- [Supplied records]
//! The game loop: one turn per [`Game::update`].

use rookery_core::{Board, Move, Position, Side};
use rookery_engine::ChessState;
use tracing::{debug, info, warn};

use crate::ai::AiController;
use crate::cancel::CancelToken;
use crate::error::GameError;
use crate::params::GameParameters;
use crate::player::{PlayerController, PlayerHandle};
use crate::saved::SavedGame;

/// Whether the game is still being played.
#[derive(Debug, Clone, Copy, PartialEq, Eq)]
pub enum GameStatus {
    /// Moves are still being made.
    Running,
    /// The side to move was mated.
    Checkmate {
        /// The side that delivered mate.
        winner: Side,
    },
    /// The side to move has no move that keeps its king safe, and is not in check.
    Stalemate,
}

impl GameStatus {
    /// Return `true` once the game has ended.
    pub fn is_over(self) -> bool {
        !matches!(self, GameStatus::Running)
    }
}

/// What one call to [`Game::update`] did.
#[derive(Debug, Clone, Copy, PartialEq, Eq)]
pub enum TurnOutcome {
    /// `side` played `mv`; the other side is now to move.
    Moved {
        /// The side that moved.
        side: Side,
        /// The move played.
        mv: Move,
    },
    /// The player's wait was cancelled; nothing changed.
    Interrupted,
    /// The controller produced no move; nothing changed.
    NoMove,
    /// The side to move is mated.
    Checkmate {
        /// The side that delivered mate.
        winner: Side,
    },
    /// The side to move is stalemated.
    Stalemate,
}

/// A game between any mix of human and AI sides.
pub struct Game {
    params: GameParameters,
    board: Board,
    side: Side,
    state: ChessState,
    status: GameStatus,
    plies: u32,
    resumed: bool,
    cancel: CancelToken,
    ai: AiController,
    player: PlayerController,
    handle: PlayerHandle,
}

impl Game {
    /// Start a new game from the opening position, White to move.
    pub fn new(params: GameParameters) -> Game {
        let (player, handle) = PlayerController::channel();
        Game {
            params,
            board: Board::new(),
            side: Side::White,
            state: ChessState::Opening,
            status: GameStatus::Running,
            plies: 0,
            resumed: false,
            cancel: CancelToken::new(),
            ai: AiController::new(params.algorithm, params.depth, params.seed),
            player,
            handle,
        }
    }

    /// Resume a saved game.
    ///
    /// Resumed games never use the scripted opening.
    pub fn from_saved(params: GameParameters, saved: &SavedGame) -> Result<Game, GameError> {
        let board = saved.to_board()?;
        let mut game = Game::new(params);
        game.state = ChessState::detect(&board, saved.current_side, false);
        game.board = board;
        game.side = saved.current_side;
        game.resumed = true;
        debug!(side = %game.side, state = %game.state, "restored saved game");
        Ok(game)
    }

    /// Snapshot the game for later [`Game::from_saved`].
    pub fn save(&self) -> SavedGame {
        debug!(side = %self.side, plies = self.plies, "saving game");
        SavedGame::capture(&self.board, self.side)
    }

    /// Return to the opening position, White to move.
    ///
    /// Clears any cancellation and drops pending player requests.
    pub fn reset(&mut self) {
        self.board.reset();
        self.side = Side::White;
        self.state = ChessState::Opening;
        self.status = GameStatus::Running;
        self.plies = 0;
        self.resumed = false;
        self.cancel.clear();
        let dropped = self.player.discard_pending();
        info!(dropped, "game reset");
    }

    /// Play one turn for the side to move.
    ///
    /// Ends the game on checkmate or stalemate, otherwise asks the side's
    /// controller for a move and plays it. Blocks while a human is deciding
    /// or the AI is searching.
    pub fn update(&mut self) -> Result<TurnOutcome, GameError> {
        if self.status.is_over() {
            return Err(GameError::GameOver);
        }

        let side = self.side;
        let in_check = self.board.detect_check(side);
        if !self.board.has_escape(side) {
            return Ok(self.end(side, in_check));
        }

        let opening = !self.resumed && self.plies < 2;
        self.state = if in_check {
            ChessState::check_for(side)
        } else if opening {
            ChessState::Opening
        } else {
            ChessState::Default
        };

        let mv = if self.params.is_ai(side) {
            let result = self.ai.search(&self.board, side, self.state)?;
            debug!(%side, nodes = result.nodes, score = ?result.score, "ai search done");
            result.best_move
        } else {
            match self.player.wait_for_move(&mut self.board, side, &self.cancel) {
                Some(mv) => mv,
                None => return Ok(TurnOutcome::Interrupted),
            }
        };

        if mv.is_null() {
            warn!(%side, "controller produced no move");
            return Ok(TurnOutcome::NoMove);
        }

        self.board.make_move(mv);
        self.plies += 1;
        self.side = !side;
        info!(%side, %mv, ply = self.plies, "move played");
        Ok(TurnOutcome::Moved { side, mv })
    }

    fn end(&mut self, side: Side, in_check: bool) -> TurnOutcome {
        if in_check {
            let winner = !side;
            self.status = GameStatus::Checkmate { winner };
            info!(%winner, plies = self.plies, "checkmate");
            TurnOutcome::Checkmate { winner }
        } else {
            self.status = GameStatus::Stalemate;
            info!(plies = self.plies, "stalemate");
            TurnOutcome::Stalemate
        }
    }

    /// The live board.
    pub fn board(&self) -> &Board {
        &self.board
    }

    /// Side to move.
    pub fn current_side(&self) -> Side {
        self.side
    }

    /// State used for the most recent (or, before any turn, the next) move.
    pub fn state(&self) -> ChessState {
        self.state
    }

    /// Whether the game is still running.
    pub fn status(&self) -> GameStatus {
        self.status
    }

    /// Moves played since the game started or was resumed.
    pub fn plies(&self) -> u32 {
        self.plies
    }

    /// The parameters the game was created with.
    pub fn params(&self) -> &GameParameters {
        &self.params
    }

    /// Token that interrupts a waiting human player.
    pub fn cancel_token(&self) -> CancelToken {
        self.cancel.clone()
    }

    /// Handle for submitting human moves.
    pub fn player_handle(&self) -> PlayerHandle {
        self.handle.clone()
    }

    /// Split the moves of the piece on `from` for highlighting; see
    /// [`PlayerController::legal_targets`].
    pub fn legal_targets(&self, from: Position) -> (Vec<Position>, Vec<Position>) {
        PlayerController::legal_targets(&self.board, from, self.side)
    }
}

- [Task]
Nothing but the lines from the one holding "or was resumed." through the last line of the data may be output, and each must match exactly.

- [Solution to this problem]
    /// Moves played since the game started or was resumed.
    pub fn plies(&self) -> u32 {
        self.plies
    }

    /// The parameters the game was created with.
    pub fn params(&self) -> &GameParameters {
        &self.params
    }

    /// Token that interrupts a waiting human player.
    pub fn cancel_token(&self) -> CancelToken {
        self.cancel.clone()
    }

    /// Handle for submitting human moves.
    pub fn player_handle(&self) -> PlayerHandle {
        self.handle.clone()
    }

    /// Split the moves of the piece on `from` for highlighting; see
    /// [`PlayerController::legal_targets`].
    pub fn legal_targets(&self, from: Position) -> (Vec<Position>, Vec<Position>) {
        PlayerController::legal_targets(&self.board, from, self.side)
    }
}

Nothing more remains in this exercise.